From the listing, collect all lines containing the word "true".

=-=-=-=-=

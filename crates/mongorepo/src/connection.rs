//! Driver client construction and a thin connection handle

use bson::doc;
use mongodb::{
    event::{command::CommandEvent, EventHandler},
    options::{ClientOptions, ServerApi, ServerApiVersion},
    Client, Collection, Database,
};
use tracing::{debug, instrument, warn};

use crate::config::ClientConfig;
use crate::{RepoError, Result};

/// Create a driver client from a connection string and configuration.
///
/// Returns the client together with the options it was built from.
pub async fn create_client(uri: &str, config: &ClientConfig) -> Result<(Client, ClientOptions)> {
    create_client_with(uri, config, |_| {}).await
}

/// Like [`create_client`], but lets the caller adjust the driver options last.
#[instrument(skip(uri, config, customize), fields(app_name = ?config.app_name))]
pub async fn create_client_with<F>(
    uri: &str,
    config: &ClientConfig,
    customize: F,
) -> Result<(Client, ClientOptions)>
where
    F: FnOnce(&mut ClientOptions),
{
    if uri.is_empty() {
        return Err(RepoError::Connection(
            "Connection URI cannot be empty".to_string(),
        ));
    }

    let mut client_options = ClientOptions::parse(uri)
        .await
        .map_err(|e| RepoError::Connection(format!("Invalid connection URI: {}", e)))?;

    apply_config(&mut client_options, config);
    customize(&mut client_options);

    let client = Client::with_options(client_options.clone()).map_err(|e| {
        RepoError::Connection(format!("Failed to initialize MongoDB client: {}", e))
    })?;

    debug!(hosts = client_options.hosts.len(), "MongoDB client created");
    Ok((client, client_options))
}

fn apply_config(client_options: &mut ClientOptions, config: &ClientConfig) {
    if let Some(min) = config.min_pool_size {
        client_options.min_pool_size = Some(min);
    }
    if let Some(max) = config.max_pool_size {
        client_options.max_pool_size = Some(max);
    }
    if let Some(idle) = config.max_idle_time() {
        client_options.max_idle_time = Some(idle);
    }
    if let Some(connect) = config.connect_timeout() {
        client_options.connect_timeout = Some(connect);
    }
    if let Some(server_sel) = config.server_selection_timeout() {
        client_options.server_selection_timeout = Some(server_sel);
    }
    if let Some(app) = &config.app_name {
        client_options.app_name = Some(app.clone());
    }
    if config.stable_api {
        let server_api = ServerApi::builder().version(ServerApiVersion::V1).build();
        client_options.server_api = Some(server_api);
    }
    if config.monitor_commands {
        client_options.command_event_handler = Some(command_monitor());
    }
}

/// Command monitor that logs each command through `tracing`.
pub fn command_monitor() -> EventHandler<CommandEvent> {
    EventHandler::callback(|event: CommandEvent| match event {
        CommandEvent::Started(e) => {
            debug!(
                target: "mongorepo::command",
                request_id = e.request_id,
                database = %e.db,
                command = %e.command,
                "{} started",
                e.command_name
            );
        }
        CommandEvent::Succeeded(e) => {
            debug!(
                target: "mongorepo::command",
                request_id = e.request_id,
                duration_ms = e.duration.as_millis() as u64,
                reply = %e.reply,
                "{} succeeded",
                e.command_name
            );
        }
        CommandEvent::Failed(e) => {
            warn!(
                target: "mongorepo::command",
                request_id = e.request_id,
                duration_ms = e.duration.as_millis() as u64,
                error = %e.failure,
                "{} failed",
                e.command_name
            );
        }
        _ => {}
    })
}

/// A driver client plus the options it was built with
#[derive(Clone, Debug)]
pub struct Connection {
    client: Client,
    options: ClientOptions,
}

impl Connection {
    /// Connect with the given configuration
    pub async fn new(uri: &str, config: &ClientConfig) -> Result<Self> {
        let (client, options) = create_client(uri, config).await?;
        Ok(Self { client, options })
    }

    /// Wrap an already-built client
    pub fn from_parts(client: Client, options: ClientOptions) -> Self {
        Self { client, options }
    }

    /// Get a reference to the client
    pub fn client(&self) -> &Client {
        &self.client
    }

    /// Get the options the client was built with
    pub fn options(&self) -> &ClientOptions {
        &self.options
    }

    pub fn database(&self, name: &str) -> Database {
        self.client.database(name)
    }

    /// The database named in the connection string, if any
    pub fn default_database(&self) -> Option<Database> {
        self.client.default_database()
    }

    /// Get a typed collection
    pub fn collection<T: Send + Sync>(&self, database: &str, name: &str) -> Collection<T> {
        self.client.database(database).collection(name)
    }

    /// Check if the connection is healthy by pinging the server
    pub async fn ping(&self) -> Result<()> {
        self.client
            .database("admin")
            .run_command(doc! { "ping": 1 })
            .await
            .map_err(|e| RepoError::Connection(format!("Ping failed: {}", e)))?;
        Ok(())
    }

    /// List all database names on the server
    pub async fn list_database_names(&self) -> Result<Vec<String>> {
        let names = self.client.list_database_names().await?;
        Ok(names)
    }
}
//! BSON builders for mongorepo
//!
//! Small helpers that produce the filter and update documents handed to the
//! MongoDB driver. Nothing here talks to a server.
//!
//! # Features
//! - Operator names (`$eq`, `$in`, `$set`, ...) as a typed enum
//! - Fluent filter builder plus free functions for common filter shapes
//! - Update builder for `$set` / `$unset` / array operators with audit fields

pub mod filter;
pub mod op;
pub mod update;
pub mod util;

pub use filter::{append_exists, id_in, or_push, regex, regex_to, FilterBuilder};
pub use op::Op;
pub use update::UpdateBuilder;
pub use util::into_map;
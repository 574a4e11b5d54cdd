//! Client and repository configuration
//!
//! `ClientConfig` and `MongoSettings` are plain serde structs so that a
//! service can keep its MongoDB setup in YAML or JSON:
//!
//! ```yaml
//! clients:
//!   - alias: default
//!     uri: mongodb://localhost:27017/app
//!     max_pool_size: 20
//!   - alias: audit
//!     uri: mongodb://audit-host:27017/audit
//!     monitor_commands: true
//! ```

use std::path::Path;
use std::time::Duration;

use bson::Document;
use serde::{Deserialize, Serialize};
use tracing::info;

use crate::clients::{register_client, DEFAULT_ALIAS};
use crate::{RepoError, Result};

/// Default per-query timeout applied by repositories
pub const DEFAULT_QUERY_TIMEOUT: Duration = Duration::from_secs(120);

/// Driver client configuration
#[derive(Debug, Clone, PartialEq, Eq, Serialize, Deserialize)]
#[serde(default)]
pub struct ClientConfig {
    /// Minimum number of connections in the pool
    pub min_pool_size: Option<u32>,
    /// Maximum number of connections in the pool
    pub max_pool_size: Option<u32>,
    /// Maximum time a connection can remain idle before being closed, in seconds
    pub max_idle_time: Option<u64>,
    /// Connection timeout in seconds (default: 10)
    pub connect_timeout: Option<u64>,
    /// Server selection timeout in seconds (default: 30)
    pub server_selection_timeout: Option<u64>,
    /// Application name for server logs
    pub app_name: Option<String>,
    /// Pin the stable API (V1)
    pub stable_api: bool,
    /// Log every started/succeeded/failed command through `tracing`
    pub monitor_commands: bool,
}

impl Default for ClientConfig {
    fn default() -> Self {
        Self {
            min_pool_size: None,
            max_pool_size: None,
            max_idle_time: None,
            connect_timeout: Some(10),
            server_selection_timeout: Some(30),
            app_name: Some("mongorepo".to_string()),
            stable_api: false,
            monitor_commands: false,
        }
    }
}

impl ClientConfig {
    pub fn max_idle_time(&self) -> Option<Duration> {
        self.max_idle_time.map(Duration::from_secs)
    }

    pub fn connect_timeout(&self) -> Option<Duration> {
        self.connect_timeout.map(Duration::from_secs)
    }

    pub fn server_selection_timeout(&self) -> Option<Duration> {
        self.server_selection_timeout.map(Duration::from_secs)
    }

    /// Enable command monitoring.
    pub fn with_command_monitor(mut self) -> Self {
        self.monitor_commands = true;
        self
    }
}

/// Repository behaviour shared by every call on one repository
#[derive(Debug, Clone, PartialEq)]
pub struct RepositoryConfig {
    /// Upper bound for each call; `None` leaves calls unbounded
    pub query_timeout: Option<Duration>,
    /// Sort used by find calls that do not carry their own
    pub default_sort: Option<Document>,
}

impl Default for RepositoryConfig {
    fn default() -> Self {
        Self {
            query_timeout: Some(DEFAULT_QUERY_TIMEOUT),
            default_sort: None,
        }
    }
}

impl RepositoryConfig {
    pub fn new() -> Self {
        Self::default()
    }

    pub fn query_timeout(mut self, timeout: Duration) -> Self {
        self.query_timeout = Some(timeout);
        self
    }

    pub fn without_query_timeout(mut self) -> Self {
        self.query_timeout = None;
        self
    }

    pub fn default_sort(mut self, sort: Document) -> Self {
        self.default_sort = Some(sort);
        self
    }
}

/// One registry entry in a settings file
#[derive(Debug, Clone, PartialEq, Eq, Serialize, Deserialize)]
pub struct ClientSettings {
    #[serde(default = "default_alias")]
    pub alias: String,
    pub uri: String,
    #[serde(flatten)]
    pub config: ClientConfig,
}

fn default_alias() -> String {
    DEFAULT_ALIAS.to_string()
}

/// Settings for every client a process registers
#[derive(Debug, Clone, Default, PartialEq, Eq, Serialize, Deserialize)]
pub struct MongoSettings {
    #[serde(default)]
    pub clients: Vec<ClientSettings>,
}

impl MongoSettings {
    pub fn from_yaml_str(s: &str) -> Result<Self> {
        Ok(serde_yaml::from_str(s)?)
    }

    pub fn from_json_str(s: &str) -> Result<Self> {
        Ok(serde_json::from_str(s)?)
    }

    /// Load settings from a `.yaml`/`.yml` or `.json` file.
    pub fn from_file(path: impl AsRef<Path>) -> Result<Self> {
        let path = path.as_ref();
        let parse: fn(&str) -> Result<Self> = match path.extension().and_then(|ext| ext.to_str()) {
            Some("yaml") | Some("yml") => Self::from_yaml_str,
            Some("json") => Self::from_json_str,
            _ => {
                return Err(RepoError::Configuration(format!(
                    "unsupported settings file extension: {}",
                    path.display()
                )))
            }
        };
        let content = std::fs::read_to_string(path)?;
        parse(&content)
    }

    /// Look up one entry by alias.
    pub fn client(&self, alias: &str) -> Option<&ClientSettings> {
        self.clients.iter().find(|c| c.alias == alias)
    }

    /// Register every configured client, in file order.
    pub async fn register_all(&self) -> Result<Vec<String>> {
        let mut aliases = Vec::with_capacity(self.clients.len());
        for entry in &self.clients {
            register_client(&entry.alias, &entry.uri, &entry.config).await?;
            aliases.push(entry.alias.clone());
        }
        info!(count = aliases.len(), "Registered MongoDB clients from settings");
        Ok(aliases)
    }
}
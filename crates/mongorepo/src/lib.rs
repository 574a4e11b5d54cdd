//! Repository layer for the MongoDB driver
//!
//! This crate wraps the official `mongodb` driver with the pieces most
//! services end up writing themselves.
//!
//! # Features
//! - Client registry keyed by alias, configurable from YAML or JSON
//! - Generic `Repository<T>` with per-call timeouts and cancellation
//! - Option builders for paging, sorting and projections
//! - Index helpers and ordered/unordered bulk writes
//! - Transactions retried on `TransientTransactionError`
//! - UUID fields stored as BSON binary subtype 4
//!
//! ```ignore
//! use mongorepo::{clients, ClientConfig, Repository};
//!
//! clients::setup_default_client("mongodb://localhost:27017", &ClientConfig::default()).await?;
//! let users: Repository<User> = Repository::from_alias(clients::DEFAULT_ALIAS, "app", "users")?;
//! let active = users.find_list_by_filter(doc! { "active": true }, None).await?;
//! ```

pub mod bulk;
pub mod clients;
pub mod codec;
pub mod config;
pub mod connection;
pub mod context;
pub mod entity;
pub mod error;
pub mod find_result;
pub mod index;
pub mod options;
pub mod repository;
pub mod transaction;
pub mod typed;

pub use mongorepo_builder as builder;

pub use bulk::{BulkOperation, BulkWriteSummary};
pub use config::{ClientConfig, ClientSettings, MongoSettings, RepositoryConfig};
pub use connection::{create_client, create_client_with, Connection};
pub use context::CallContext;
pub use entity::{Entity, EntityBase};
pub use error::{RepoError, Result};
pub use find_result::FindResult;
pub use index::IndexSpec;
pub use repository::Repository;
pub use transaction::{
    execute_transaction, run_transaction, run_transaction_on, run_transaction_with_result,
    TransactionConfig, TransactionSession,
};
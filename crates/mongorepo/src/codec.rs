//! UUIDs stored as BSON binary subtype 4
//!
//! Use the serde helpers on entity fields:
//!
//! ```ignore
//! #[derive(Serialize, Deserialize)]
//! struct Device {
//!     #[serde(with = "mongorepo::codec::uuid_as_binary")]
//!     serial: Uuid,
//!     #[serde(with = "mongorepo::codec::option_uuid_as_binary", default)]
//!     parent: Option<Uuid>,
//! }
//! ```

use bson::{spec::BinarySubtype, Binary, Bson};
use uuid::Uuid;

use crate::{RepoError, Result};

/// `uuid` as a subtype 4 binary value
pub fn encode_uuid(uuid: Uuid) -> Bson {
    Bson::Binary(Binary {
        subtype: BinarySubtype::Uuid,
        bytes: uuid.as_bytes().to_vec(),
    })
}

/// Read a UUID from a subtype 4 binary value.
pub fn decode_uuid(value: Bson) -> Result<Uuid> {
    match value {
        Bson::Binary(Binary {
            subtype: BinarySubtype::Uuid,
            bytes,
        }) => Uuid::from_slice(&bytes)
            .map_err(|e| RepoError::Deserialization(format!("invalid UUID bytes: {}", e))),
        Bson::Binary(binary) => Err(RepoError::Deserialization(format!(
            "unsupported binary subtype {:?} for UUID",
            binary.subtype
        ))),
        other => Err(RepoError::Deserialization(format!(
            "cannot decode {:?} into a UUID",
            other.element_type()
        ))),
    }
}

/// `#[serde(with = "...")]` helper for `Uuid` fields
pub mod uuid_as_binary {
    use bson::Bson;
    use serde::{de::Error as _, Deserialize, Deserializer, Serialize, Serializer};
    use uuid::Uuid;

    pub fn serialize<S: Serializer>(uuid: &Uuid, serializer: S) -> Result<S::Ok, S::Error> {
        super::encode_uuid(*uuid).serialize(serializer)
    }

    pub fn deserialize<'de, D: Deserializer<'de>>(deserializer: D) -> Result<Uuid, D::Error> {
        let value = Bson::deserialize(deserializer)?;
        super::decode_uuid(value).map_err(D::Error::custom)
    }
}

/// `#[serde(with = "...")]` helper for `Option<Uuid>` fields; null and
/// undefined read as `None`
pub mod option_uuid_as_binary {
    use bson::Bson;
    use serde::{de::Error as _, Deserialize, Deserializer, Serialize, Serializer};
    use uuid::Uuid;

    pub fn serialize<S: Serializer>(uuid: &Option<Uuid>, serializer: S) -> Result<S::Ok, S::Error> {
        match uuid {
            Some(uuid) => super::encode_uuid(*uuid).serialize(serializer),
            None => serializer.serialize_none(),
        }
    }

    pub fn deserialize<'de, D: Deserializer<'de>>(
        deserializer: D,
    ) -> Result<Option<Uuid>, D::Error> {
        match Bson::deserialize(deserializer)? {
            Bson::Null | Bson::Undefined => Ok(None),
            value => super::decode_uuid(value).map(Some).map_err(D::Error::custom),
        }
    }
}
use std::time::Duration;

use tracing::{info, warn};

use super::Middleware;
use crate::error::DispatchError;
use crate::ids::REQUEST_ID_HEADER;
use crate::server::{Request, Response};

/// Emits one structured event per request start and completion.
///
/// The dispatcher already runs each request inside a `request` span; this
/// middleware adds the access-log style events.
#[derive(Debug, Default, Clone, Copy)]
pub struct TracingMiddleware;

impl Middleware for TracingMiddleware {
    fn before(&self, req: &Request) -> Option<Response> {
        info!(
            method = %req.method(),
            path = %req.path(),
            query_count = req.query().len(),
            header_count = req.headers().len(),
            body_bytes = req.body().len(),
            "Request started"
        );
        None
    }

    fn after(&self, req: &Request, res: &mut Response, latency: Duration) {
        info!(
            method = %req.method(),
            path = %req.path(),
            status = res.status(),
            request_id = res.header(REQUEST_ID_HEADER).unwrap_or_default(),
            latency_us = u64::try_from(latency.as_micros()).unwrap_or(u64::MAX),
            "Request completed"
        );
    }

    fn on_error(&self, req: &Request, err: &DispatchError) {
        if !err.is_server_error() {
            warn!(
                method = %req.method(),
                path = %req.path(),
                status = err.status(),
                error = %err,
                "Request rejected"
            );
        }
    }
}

=-=-=-=-=

#### Output for this task
//!     monitor_commands: true
        self.monitor_commands = true;
//! let active = users.find_list_by_filter(doc! { "active": true }, None).await?;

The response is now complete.